## Exercise
Look through the data below for the line with "let cfg = Config::load()?;" and the line with "pub mod listener;", then output those two and all lines in between, exactly as written.

Saved entries:
● ● ● ●

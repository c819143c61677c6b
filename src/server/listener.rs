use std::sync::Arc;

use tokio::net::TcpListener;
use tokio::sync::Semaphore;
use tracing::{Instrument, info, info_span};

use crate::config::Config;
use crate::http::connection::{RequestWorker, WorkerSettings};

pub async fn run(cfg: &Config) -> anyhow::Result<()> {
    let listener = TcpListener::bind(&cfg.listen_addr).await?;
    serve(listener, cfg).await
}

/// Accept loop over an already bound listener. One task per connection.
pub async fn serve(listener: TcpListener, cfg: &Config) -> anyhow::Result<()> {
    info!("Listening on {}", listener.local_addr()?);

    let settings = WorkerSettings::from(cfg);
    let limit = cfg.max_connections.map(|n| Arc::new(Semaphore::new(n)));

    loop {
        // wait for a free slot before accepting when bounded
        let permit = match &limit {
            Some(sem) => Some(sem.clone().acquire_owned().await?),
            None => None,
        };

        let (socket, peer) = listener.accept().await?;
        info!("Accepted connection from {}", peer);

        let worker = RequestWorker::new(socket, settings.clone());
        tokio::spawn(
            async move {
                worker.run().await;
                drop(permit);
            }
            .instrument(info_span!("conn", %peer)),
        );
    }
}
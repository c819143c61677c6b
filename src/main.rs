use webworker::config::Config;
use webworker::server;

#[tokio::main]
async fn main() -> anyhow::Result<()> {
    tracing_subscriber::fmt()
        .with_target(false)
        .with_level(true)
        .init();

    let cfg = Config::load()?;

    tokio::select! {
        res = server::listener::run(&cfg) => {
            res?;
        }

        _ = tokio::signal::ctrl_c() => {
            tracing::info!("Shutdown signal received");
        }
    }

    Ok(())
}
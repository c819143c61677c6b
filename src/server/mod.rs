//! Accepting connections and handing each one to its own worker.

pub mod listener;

● ● ● ●

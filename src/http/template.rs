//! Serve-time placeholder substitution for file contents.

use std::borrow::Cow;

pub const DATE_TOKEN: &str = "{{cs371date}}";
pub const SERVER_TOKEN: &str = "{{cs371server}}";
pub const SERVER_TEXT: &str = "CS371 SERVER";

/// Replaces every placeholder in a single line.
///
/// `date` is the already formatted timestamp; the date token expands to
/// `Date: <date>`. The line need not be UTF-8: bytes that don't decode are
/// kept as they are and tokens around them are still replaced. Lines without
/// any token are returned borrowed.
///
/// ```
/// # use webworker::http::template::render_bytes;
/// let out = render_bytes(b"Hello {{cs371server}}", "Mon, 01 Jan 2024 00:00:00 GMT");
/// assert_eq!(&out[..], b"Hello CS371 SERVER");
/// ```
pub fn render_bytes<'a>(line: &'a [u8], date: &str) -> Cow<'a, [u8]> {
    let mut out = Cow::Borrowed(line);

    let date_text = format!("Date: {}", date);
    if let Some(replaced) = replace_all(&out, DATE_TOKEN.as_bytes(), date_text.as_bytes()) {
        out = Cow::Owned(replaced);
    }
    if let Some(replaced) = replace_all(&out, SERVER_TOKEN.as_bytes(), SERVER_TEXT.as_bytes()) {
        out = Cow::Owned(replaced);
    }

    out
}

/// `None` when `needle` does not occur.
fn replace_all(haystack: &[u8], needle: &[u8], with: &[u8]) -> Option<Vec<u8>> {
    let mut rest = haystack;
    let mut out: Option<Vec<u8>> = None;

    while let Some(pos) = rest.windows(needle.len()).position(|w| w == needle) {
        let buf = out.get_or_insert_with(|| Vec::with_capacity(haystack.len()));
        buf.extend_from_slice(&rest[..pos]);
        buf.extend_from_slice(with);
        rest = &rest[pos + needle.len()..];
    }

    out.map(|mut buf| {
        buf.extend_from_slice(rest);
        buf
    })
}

● ● ● ●

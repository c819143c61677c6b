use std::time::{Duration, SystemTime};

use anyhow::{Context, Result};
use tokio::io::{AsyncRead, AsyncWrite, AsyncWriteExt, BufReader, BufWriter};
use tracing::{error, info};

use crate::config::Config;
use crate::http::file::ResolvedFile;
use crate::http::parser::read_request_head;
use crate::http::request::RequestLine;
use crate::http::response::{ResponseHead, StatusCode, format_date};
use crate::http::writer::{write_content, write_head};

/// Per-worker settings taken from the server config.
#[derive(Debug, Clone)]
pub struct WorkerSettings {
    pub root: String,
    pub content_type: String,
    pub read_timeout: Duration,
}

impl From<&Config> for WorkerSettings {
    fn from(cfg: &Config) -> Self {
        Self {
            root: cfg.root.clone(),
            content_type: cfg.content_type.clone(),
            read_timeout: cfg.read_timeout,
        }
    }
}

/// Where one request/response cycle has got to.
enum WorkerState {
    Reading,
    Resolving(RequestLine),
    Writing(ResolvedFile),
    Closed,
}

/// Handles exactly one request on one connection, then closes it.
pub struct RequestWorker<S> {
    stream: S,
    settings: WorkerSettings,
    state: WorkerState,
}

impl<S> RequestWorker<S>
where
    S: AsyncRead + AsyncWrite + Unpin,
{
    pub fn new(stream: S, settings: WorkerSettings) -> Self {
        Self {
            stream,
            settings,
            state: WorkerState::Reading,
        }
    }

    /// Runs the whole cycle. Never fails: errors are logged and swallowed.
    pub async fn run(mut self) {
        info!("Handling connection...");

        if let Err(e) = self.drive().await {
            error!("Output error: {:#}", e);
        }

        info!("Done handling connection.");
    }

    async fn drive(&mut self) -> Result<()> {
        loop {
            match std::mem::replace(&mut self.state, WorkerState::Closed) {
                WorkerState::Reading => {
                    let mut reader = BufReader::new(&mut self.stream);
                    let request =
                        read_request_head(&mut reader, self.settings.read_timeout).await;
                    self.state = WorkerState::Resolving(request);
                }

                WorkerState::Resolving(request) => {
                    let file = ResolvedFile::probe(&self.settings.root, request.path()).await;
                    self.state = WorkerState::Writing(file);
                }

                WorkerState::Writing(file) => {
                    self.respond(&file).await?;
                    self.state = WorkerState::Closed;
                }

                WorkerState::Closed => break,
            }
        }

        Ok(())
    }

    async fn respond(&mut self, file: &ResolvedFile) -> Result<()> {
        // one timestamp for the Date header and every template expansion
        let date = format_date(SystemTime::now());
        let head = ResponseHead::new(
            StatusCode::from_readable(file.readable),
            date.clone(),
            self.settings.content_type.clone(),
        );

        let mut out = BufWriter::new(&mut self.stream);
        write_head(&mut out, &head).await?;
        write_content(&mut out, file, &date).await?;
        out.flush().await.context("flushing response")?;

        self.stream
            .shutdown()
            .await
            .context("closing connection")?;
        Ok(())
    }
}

● ● ● ●

## Solution for this problem
    let cfg = Config::load()?;

    tokio::select! {
        res = server::listener::run(&cfg) => {
            res?;
        }

        _ = tokio::signal::ctrl_c() => {
            tracing::info!("Shutdown signal received");
        }
    }

    Ok(())
}
repository c819143c61677c6b
filename src/server/mod.rs
//! Accepting connections and handing each one to its own worker.

pub mod listener;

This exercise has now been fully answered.